This despite the enormous outpouring of angst from the Mass Charter Association, who have been aghast at the notion that they might possibly need to move their operations into suburbs, of all places, where, among other things, parents might have the organizations to keep them out. And despite the apocalyptic stylings of those like Jim Stergios, who are convinced that not giving charter schools a free hand...will do what, exactly?
Last year, after several years of stagnation, the percentage of Massachusetts third-graders who scored proficient or advanced on MCAS reading tests fell to its lowest level since 2009. At 57 percent, the portion of third-graders reading at or above the proficient level is 10 points lower than it was in 2002....all while we were continuing to expand charter schools, who were somehow the magical answer that were going to create competition to make everyone better. So that's clearly working well.

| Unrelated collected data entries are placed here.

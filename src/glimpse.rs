//! Reading routing information out of a token before it can be verified.
//!
//! The key that verifies a token is selected by the token itself: the issuer
//! names the key set and the `kid` header names the key. Both have to be read
//! before any signature check is possible. [glimpse] does only that, and its
//! [Glimpse] result carries nothing else from the payload.

use base64::engine::general_purpose::URL_SAFE_NO_PAD;
use base64::Engine;
use serde_json::{Map, Value};

use crate::error::{Error, Result};

/// Unverified issuer and key id of a token.
///
/// Only good for choosing which key to verify the token with. Nothing here has
/// been authenticated.
#[derive(Debug, Clone, PartialEq, Eq)]
pub struct Glimpse {
    issuer: String,
    key_id: String,
}

impl Glimpse {
    /// The unverified `iss` claim.
    pub fn issuer(&self) -> &str {
        &self.issuer
    }

    /// The unverified `kid` header, empty when the header has none.
    pub fn key_id(&self) -> &str {
        &self.key_id
    }
}

/// Extracts the issuer and key id of `token` without verifying it.
///
/// Fails with [Error::MalformedToken] when the token is not three base64url
/// segments with JSON object header and payload, and with
/// [Error::MissingIssuer] when `iss` is absent, empty or not a string. An
/// absent `kid` gives an empty key id.
pub fn glimpse(token: &str) -> Result<Glimpse> {
    let [header, payload, _] = split(token)?;
    let header = decode_object(header, "header")?;
    let payload = decode_object(payload, "payload")?;

    let key_id = match header.get("kid") {
        None | Some(Value::Null) => String::new(),
        Some(Value::String(kid)) => kid.clone(),
        Some(_) => return Err(Error::MalformedToken("kid is not a string".into())),
    };

    let issuer = match payload.get("iss") {
        Some(Value::String(iss)) if !iss.is_empty() => iss.clone(),
        _ => return Err(Error::MissingIssuer),
    };

    Ok(Glimpse { issuer, key_id })
}

/// Splits a compact token into its header, payload and signature segments.
pub(crate) fn split(token: &str) -> Result<[&str; 3]> {
    let mut parts = token.split('.');
    match (parts.next(), parts.next(), parts.next(), parts.next()) {
        (Some(header), Some(payload), Some(signature), None) => Ok([header, payload, signature]),
        _ => Err(Error::MalformedToken(
            "expected three segments separated by '.'".into(),
        )),
    }
}

/// Decodes one base64url segment holding a JSON object.
pub(crate) fn decode_object(segment: &str, name: &str) -> Result<Map<String, Value>> {
    let bytes = URL_SAFE_NO_PAD
        .decode(segment)
        .map_err(|e| Error::MalformedToken(format!("{name}: {e}")))?;

    match serde_json::from_slice(&bytes) {
        Ok(Value::Object(map)) => Ok(map),
        Ok(_) => Err(Error::MalformedToken(format!("{name} is not a JSON object"))),
        Err(e) => Err(Error::MalformedToken(format!("{name}: {e}"))),
    }
}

Yes, that last is sarcasm.
Look, it's pretty straightforward: measuring schools based on what kids come in with is wrong. It's unfair, it's inaccurate, and it's not useful. More than anything else, that's what "achievement" scores do.
Growth scores, for all their flaws (and they are many) at least get us away from the "born on third base, think you hit a triple" evaluation method. Wherever you start from, you start there; the question is how far you get from that point.
And, just a reminder: we do it with everybody, unlike the charter schools.
My thanks to the Board of Education for a good decision today.